Google may be, possibly, could be readying itself to make a bid for the rights to the NFL Sunday Ticket package, according to Peter Kafka of AllThingsD.com. Among other things, Google CEO Larry Page and YouTube Head of Content and Business Operations Robert Kyncl met with an NFL delegation headed by commissioner Roger Goodell on Wednesday to discuss the package, according to sources.
At this point, it does not appear that negotiations have moved past the stage of informal inquiry. A power deal between Google and the NFL could be a long way off if it happens at all. As Kafka notes, however, it makes sense that companies would start making their interest in the package known now. DirecTV's current contract for the subscription television service will end after the 2014 season.

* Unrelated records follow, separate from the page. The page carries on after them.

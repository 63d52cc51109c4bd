//! Database schema migrations (idempotent).

use anyhow::Result;
use sqlx::SqlitePool;

use crate::config::Config;
use crate::db;

/// Open the configured database and create the schema.
pub async fn run_migrations(config: &Config) -> Result<()> {
    let pool = db::connect(config).await?;
    migrate_pool(&pool).await?;
    pool.close().await;
    Ok(())
}

/// Create the schema on an existing pool.
pub async fn migrate_pool(pool: &SqlitePool) -> Result<()> {
    // Single keyspace shared by pending captures and the list snapshot
    sqlx::query(
        r#"
        CREATE TABLE IF NOT EXISTS kv (
            key TEXT PRIMARY KEY,
            value BLOB NOT NULL,
            updated_at INTEGER NOT NULL
        )
        "#,
    )
    .execute(pool)
    .await?;

    Ok(())
}
//! Shared online/offline flag.
//!
//! One [`Connectivity`] is shared by the queue, the cache, and whatever
//! feeds it (a prober, a test). [`Connectivity::set`] reports whether the
//! call changed the state so the owner can dispatch transitions exactly
//! once.

use std::sync::atomic::{AtomicBool, Ordering};

/// Result of updating the connectivity flag.
#[derive(Debug, Clone, Copy, PartialEq, Eq)]
pub enum Transition {
    CameOnline,
    WentOffline,
    Unchanged,
}

#[derive(Debug)]
pub struct Connectivity {
    online: AtomicBool,
}

impl Connectivity {
    pub fn new(online: bool) -> Self {
        Self {
            online: AtomicBool::new(online),
        }
    }

    pub fn is_online(&self) -> bool {
        self.online.load(Ordering::SeqCst)
    }

    /// Record the current state and report the transition, if any.
    pub fn set(&self, online: bool) -> Transition {
        let previous = self.online.swap(online, Ordering::SeqCst);
        match (previous, online) {
            (false, true) => Transition::CameOnline,
            (true, false) => Transition::WentOffline,
            _ => Transition::Unchanged,
        }
    }
}

impl Default for Connectivity {
    /// Starts online, like a freshly loaded page.
    fn default() -> Self {
        Self::new(true)
    }
}
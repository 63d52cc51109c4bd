//! # Stash
//!
//! **Offline-first capture queue and list cache for the Stash
//! capture-and-discover app.**
//!
//! Screenshots and voice notes are persisted locally the moment they are
//! captured and pushed to the Stash web API when it is reachable. The
//! discoveries and notes lists are served from a local snapshot first and
//! refreshed from the API when online.
//!
//! ## Architecture
//!
//! ```text
//!  capture ──▶ ┌──────────────┐  sweep  ┌──────────────┐
//!              │ OfflineQueue │────────▶│  HttpRemote  │
//!              └──────┬───────┘         │ /api/analyze │
//!                     │                 │ /api/notes … │
//!              ┌──────▼───────┐  fetch  └──────▲───────┘
//!   list ─────▶│  ListCache   │────────────────┘
//!              └──────┬───────┘
//!              ┌──────▼───────┐
//!              │ SQLite  (kv) │
//!              └──────────────┘
//! ```
//!
//! The queue and cache live in `stash-core` and only see traits; this
//! crate supplies the SQLite backend ([`sqlite_store`]), the HTTP client
//! ([`http_remote`]), and the composition root ([`app`]).
//!
//! ## Quick Start
//!
//! ```bash
//! stash init                                  # create database
//! stash capture image shot.png --category series
//! stash capture voice memo.webm
//! stash pending                               # what is still local
//! stash list                                  # discoveries + notes (cached when offline)
//! stash watch                                 # sync automatically on reconnect
//! ```
//!
//! ## Modules
//!
//! | Module | Purpose |
//! |--------|---------|
//! | [`config`] | TOML configuration parsing and validation |
//! | [`db`] | SQLite connection pool with WAL mode |
//! | [`migrate`] | Database schema migrations (idempotent) |
//! | [`sqlite_store`] | SQLite `KvStore` backend |
//! | [`http_remote`] | HTTP client for the Stash web API |
//! | [`app`] | Composition root and connectivity dispatch |
//! | [`logging`] | Tracing subscriber setup |
//! | [`capture`] | `stash capture` |
//! | [`pending`] | `stash pending`, `retry`, `remove`, `sync` |
//! | [`lists`] | `stash list`, `archived`, `discard`, `archive`, `unarchive`, `send` |
//! | [`status`] | `stash status` |
//! | [`watch`] | `stash watch` |

pub mod app;
pub mod capture;
pub mod config;
pub mod db;
pub mod http_remote;
pub mod lists;
pub mod logging;
pub mod migrate;
pub mod pending;
pub mod sqlite_store;
pub mod status;
pub mod watch;

pub use app::{AppContext, Stash};
pub use stash_core::{cache, capture_store, connectivity, models, queue, remote, store};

DirecTV currently spends $1 billion per year for the package, a bill that Google could manage comfortably. Google reported $14.11 billion in revenue and $3.23 billion in net income last quarter.
Putting the NFL Sunday Ticket package in Google's hands could have benefits for fans. For starters, it would open the package up to those who don't have the means, financially or physically, to stick a satellite dish on their roof for television service. A wider audience could also dilute the cost for fans. DirecTV is charging $225 for the 2013 season, though the company does offer a variety of bundling options.
If Google is looking to enter the television market, becoming involved with the most popular American professional sport might not be a bad way to go.